**What to produce:** For this exercise, transcribe the records below without changing a word.

**** Exercise input ****

//! Defines the states of the handshake drivers.
//!
//! These are zero-sized marker structs used to enforce the message order at
//! compile time. Each state is a point where a driver waits for the peer's
//! next flight, and only the valid transitions are exposed in the API.
//!
//! 定义握手驱动的各个状态。
//!
//! 这些是零大小的标记结构体，用于在编译时强制消息顺序。每个状态都是驱动等待对端下一批消息的位置，
//! API 中只暴露合法的状态转换。

/// The initial state of a handshake, client or server.
#[derive(Debug)]
pub struct Ready;

// --- Client States ---

/// The client has sent ClientHello.
#[derive(Debug)]
pub struct AwaitingServerHello;

/// The client has sent ClientKeyExchange and Finished on a full handshake.
#[derive(Debug)]
pub struct AwaitingServerFinished;

// --- Server States ---

/// The server has sent ServerHello through ServerHelloDone.
#[derive(Debug)]
pub struct AwaitingKeyExchange;

/// The server resumed a session and has sent its Finished first.
#[derive(Debug)]
pub struct AwaitingClientFinished;

/// The final state of a successful handshake.
#[derive(Debug)]
pub struct Established;
//! An SSLv3 / TLS 1.0 handshake engine.
//!
//! Messages are framed, hashed into an MD5 + SHA1 transcript and processed
//! along the negotiated protocol dialect. The typestate drivers in
//! [`handshake`] run full and resumed handshakes over in-memory flights.
//!
//! SSLv3 / TLS 1.0 握手引擎。

pub mod config;
pub mod context;
pub mod crypto;
pub mod error;
pub mod handshake;
pub mod protocol;
pub mod session;

pub use bincode;
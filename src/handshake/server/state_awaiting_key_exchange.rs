use super::{AwaitingKeyExchange, Established, HandshakeServer};
use crate::crypto::PremasterExchange;
use crate::crypto::secret::PremasterSecret;
use crate::error::{HandshakeError, Result};
use crate::handshake::{FlightReader, send};
use crate::protocol::messages::{ClientKeyExchange, Finished};
use zeroize::Zeroizing;

impl<E: PremasterExchange> HandshakeServer<AwaitingKeyExchange, E> {
    /// Processes the client's `ClientKeyExchange, Finished` flight.
    ///
    /// The premaster is recovered through the key exchange and must carry the
    /// version the client advertised in its hello. The client's Finished is
    /// verified, the session is cached, and the server's Finished is returned.
    ///
    /// 处理客户端的 `ClientKeyExchange, Finished` 消息。
    ///
    /// 预主密钥通过密钥交换恢复，且必须携带客户端在 hello 中声明的版本。验证客户端的 Finished，
    /// 缓存会话，并返回服务器的 Finished。
    pub fn process_client_key_exchange(
        mut self,
        flight: &[u8],
    ) -> Result<(Vec<u8>, HandshakeServer<Established, E>)> {
        let mut reader = FlightReader::new(&self.context, flight);
        let key_exchange = reader.expect::<ClientKeyExchange>(&mut self.context)?;

        let opened = Zeroizing::new(self.exchange.open(&key_exchange.exchange_keys)?);
        let client_version = self
            .context
            .client_version()
            .ok_or(HandshakeError::InvalidState)?;
        let premaster = PremasterSecret::from_received(&opened, client_version).inspect_err(|_| {
            tracing::warn!(client_version, "premaster rejected");
        })?;
        self.context.derive_master_secret(&premaster)?;

        reader.expect::<Finished>(&mut self.context)?;
        reader.finish()?;

        let mut response = Vec::new();
        send(
            Finished::from_context(&self.context)?,
            &mut self.context,
            &mut response,
        )?;
        self.cache_session()?;
        tracing::debug!(protocol = ?self.context.protocol(), "server handshake established");
        Ok((response, self.transition()))
    }
}
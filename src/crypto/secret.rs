use crate::error::{HandshakeError, Result};
use rand_core::{OsRng, RngCore};
use std::fmt;
use std::time::{SystemTime, UNIX_EPOCH};
use zeroize::{Zeroize, ZeroizeOnDrop};

pub const MASTER_SECRET_LEN: usize = 48;
pub const PREMASTER_SECRET_LEN: usize = 48;
pub const RANDOM_LEN: usize = 32;

/// The 48-byte master secret of a session. Wiped on drop.
///
/// 会话的 48 字节主密钥。在释放时清零。
#[derive(Clone, PartialEq, Eq, Zeroize, ZeroizeOnDrop)]
pub struct MasterSecret([u8; MASTER_SECRET_LEN]);

impl MasterSecret {
    pub fn from_bytes(bytes: &[u8]) -> Result<Self> {
        let arr: [u8; MASTER_SECRET_LEN] = bytes
            .try_into()
            .map_err(|_| HandshakeError::Decode("master secret must be 48 bytes"))?;
        Ok(Self(arr))
    }

    pub(crate) fn from_array(bytes: [u8; MASTER_SECRET_LEN]) -> Self {
        Self(bytes)
    }

    pub fn as_bytes(&self) -> &[u8] {
        &self.0
    }
}

impl fmt::Debug for MasterSecret {
    fn fmt(&self, f: &mut fmt::Formatter<'_>) -> fmt::Result {
        f.write_str("MasterSecret(..)")
    }
}

/// The premaster secret the client sends: the advertised client version
/// followed by 46 random bytes. Wiped on drop.
#[derive(Zeroize, ZeroizeOnDrop)]
pub struct PremasterSecret([u8; PREMASTER_SECRET_LEN]);

impl PremasterSecret {
    pub fn generate(client_version: u16) -> Self {
        let mut bytes = [0u8; PREMASTER_SECRET_LEN];
        bytes[..2].copy_from_slice(&client_version.to_be_bytes());
        OsRng.fill_bytes(&mut bytes[2..]);
        Self(bytes)
    }

    /// Checks a premaster recovered by the server. The embedded version must
    /// equal the version the client advertised in its hello.
    pub fn from_received(bytes: &[u8], client_version: u16) -> Result<Self> {
        let arr: [u8; PREMASTER_SECRET_LEN] =
            bytes.try_into().map_err(|_| HandshakeError::BadPremaster)?;
        if arr[..2] != client_version.to_be_bytes() {
            return Err(HandshakeError::BadPremaster);
        }
        Ok(Self(arr))
    }

    pub fn as_bytes(&self) -> &[u8] {
        &self.0
    }
}

/// A hello random: 4 bytes of big-endian UNIX time, then 28 random bytes.
pub fn hello_random() -> [u8; RANDOM_LEN] {
    let mut random = [0u8; RANDOM_LEN];
    let now = SystemTime::now()
        .duration_since(UNIX_EPOCH)
        .map(|d| d.as_secs() as u32)
        .unwrap_or(0);
    random[..4].copy_from_slice(&now.to_be_bytes());
    OsRng.fill_bytes(&mut random[4..]);
    random
}

/// Fresh random bytes, used for server-assigned session ids.
pub fn random_bytes(len: usize) -> Vec<u8> {
    let mut out = vec![0u8; len];
    OsRng.fill_bytes(&mut out);
    out
}

/// Compares two byte strings without an early exit on the first difference.
pub(crate) fn constant_time_eq(a: &[u8], b: &[u8]) -> bool {
    if a.len() != b.len() {
        return false;
    }
    a.iter().zip(b.iter()).fold(0u8, |acc, (x, y)| acc | (x ^ y)) == 0
}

****

**Exercise result:**
//! Defines the states of the handshake drivers.
//!
//! These are zero-sized marker structs used to enforce the message order at
//! compile time. Each state is a point where a driver waits for the peer's
//! next flight, and only the valid transitions are exposed in the API.
//!
//! 定义握手驱动的各个状态。
//!
//! 这些是零大小的标记结构体，用于在编译时强制消息顺序。每个状态都是驱动等待对端下一批消息的位置，
//! API 中只暴露合法的状态转换。

/// The initial state of a handshake, client or server.
#[derive(Debug)]
pub struct Ready;

// --- Client States ---

/// The client has sent ClientHello.
#[derive(Debug)]
pub struct AwaitingServerHello;

/// The client has sent ClientKeyExchange and Finished on a full handshake.
#[derive(Debug)]
pub struct AwaitingServerFinished;

// --- Server States ---

/// The server has sent ServerHello through ServerHelloDone.
#[derive(Debug)]
pub struct AwaitingKeyExchange;

/// The server resumed a session and has sent its Finished first.
#[derive(Debug)]
pub struct AwaitingClientFinished;

/// The final state of a successful handshake.
#[derive(Debug)]
pub struct Established;
//! An SSLv3 / TLS 1.0 handshake engine.
//!
//! Messages are framed, hashed into an MD5 + SHA1 transcript and processed
//! along the negotiated protocol dialect. The typestate drivers in
//! [`handshake`] run full and resumed handshakes over in-memory flights.
//!
//! SSLv3 / TLS 1.0 握手引擎。

pub mod config;
pub mod context;
pub mod crypto;
pub mod error;
pub mod handshake;
pub mod protocol;
pub mod session;

pub use bincode;
filename src/handshake/server/state_awaiting_key_exchange.rs
use super::{AwaitingKeyExchange, Established, HandshakeServer};
use crate::crypto::PremasterExchange;
use crate::crypto::secret::PremasterSecret;
use crate::error::{HandshakeError, Result};
use crate::handshake::{FlightReader, send};
use crate::protocol::messages::{ClientKeyExchange, Finished};
use zeroize::Zeroizing;

impl<E: PremasterExchange> HandshakeServer<AwaitingKeyExchange, E> {
    /// Processes the client's `ClientKeyExchange, Finished` flight.
    ///
    /// The premaster is recovered through the key exchange and must carry the
    /// version the client advertised in its hello. The client's Finished is
    /// verified, the session is cached, and the server's Finished is returned.
    ///
    /// 处理客户端的 `ClientKeyExchange, Finished` 消息。
    ///
    /// 预主密钥通过密钥交换恢复，且必须携带客户端在 hello 中声明的版本。验证客户端的 Finished，
    /// 缓存会话，并返回服务器的 Finished。
    pub fn process_client_key_exchange(
        mut self,
        flight: &[u8],
    ) -> Result<(Vec<u8>, HandshakeServer<Established, E>)> {
        let mut reader = FlightReader::new(&self.context, flight);
        let key_exchange = reader.expect::<ClientKeyExchange>(&mut self.context)?;

        let opened = Zeroizing::new(self.exchange.open(&key_exchange.exchange_keys)?);
        let client_version = self
            .context
            .client_version()
            .ok_or(HandshakeError::InvalidState)?;
        let premaster = PremasterSecret::from_received(&opened, client_version).inspect_err(|_| {
            tracing::warn!(client_version, "premaster rejected");
        })?;
        self.context.derive_master_secret(&premaster)?;

        reader.expect::<Finished>(&mut self.context)?;
        reader.finish()?;

        let mut response = Vec::new();
        send(
            Finished::from_context(&self.context)?,
            &mut self.context,
            &mut response,
        )?;
        self.cache_session()?;
        tracing::debug!(protocol = ?self.context.protocol(), "server handshake established");
        Ok((response, self.transition()))
    }
}
filename src/crypto/secret.rs
use crate::error::{HandshakeError, Result};
use rand_core::{OsRng, RngCore};
use std::fmt;
use std::time::{SystemTime, UNIX_EPOCH};
use zeroize::{Zeroize, ZeroizeOnDrop};

pub const MASTER_SECRET_LEN: usize = 48;
pub const PREMASTER_SECRET_LEN: usize = 48;
pub const RANDOM_LEN: usize = 32;

/// The 48-byte master secret of a session. Wiped on drop.
///
/// 会话的 48 字节主密钥。在释放时清零。
#[derive(Clone, PartialEq, Eq, Zeroize, ZeroizeOnDrop)]
pub struct MasterSecret([u8; MASTER_SECRET_LEN]);

impl MasterSecret {
    pub fn from_bytes(bytes: &[u8]) -> Result<Self> {
        let arr: [u8; MASTER_SECRET_LEN] = bytes
            .try_into()
            .map_err(|_| HandshakeError::Decode("master secret must be 48 bytes"))?;
        Ok(Self(arr))
    }

    pub(crate) fn from_array(bytes: [u8; MASTER_SECRET_LEN]) -> Self {
        Self(bytes)
    }

    pub fn as_bytes(&self) -> &[u8] {
        &self.0
    }
}

impl fmt::Debug for MasterSecret {
    fn fmt(&self, f: &mut fmt::Formatter<'_>) -> fmt::Result {
        f.write_str("MasterSecret(..)")
    }
}

/// The premaster secret the client sends: the advertised client version
/// followed by 46 random bytes. Wiped on drop.
#[derive(Zeroize, ZeroizeOnDrop)]
pub struct PremasterSecret([u8; PREMASTER_SECRET_LEN]);

impl PremasterSecret {
    pub fn generate(client_version: u16) -> Self {
        let mut bytes = [0u8; PREMASTER_SECRET_LEN];
        bytes[..2].copy_from_slice(&client_version.to_be_bytes());
        OsRng.fill_bytes(&mut bytes[2..]);
        Self(bytes)
    }

    /// Checks a premaster recovered by the server. The embedded version must
    /// equal the version the client advertised in its hello.
    pub fn from_received(bytes: &[u8], client_version: u16) -> Result<Self> {
        let arr: [u8; PREMASTER_SECRET_LEN] =
            bytes.try_into().map_err(|_| HandshakeError::BadPremaster)?;
        if arr[..2] != client_version.to_be_bytes() {
            return Err(HandshakeError::BadPremaster);
        }
        Ok(Self(arr))
    }

    pub fn as_bytes(&self) -> &[u8] {
        &self.0
    }
}

/// A hello random: 4 bytes of big-endian UNIX time, then 28 random bytes.
pub fn hello_random() -> [u8; RANDOM_LEN] {
    let mut random = [0u8; RANDOM_LEN];
    let now = SystemTime::now()
        .duration_since(UNIX_EPOCH)
        .map(|d| d.as_secs() as u32)
        .unwrap_or(0);
    random[..4].copy_from_slice(&now.to_be_bytes());
    OsRng.fill_bytes(&mut random[4..]);
    random
}

/// Fresh random bytes, used for server-assigned session ids.
pub fn random_bytes(len: usize) -> Vec<u8> {
    let mut out = vec![0u8; len];
    OsRng.fill_bytes(&mut out);
    out
}

/// Compares two byte strings without an early exit on the first difference.
pub(crate) fn constant_time_eq(a: &[u8], b: &[u8]) -> bool {
    if a.len() != b.len() {
        return false;
    }
    a.iter().zip(b.iter()).fold(0u8, |acc, (x, y)| acc | (x ^ y)) == 0
}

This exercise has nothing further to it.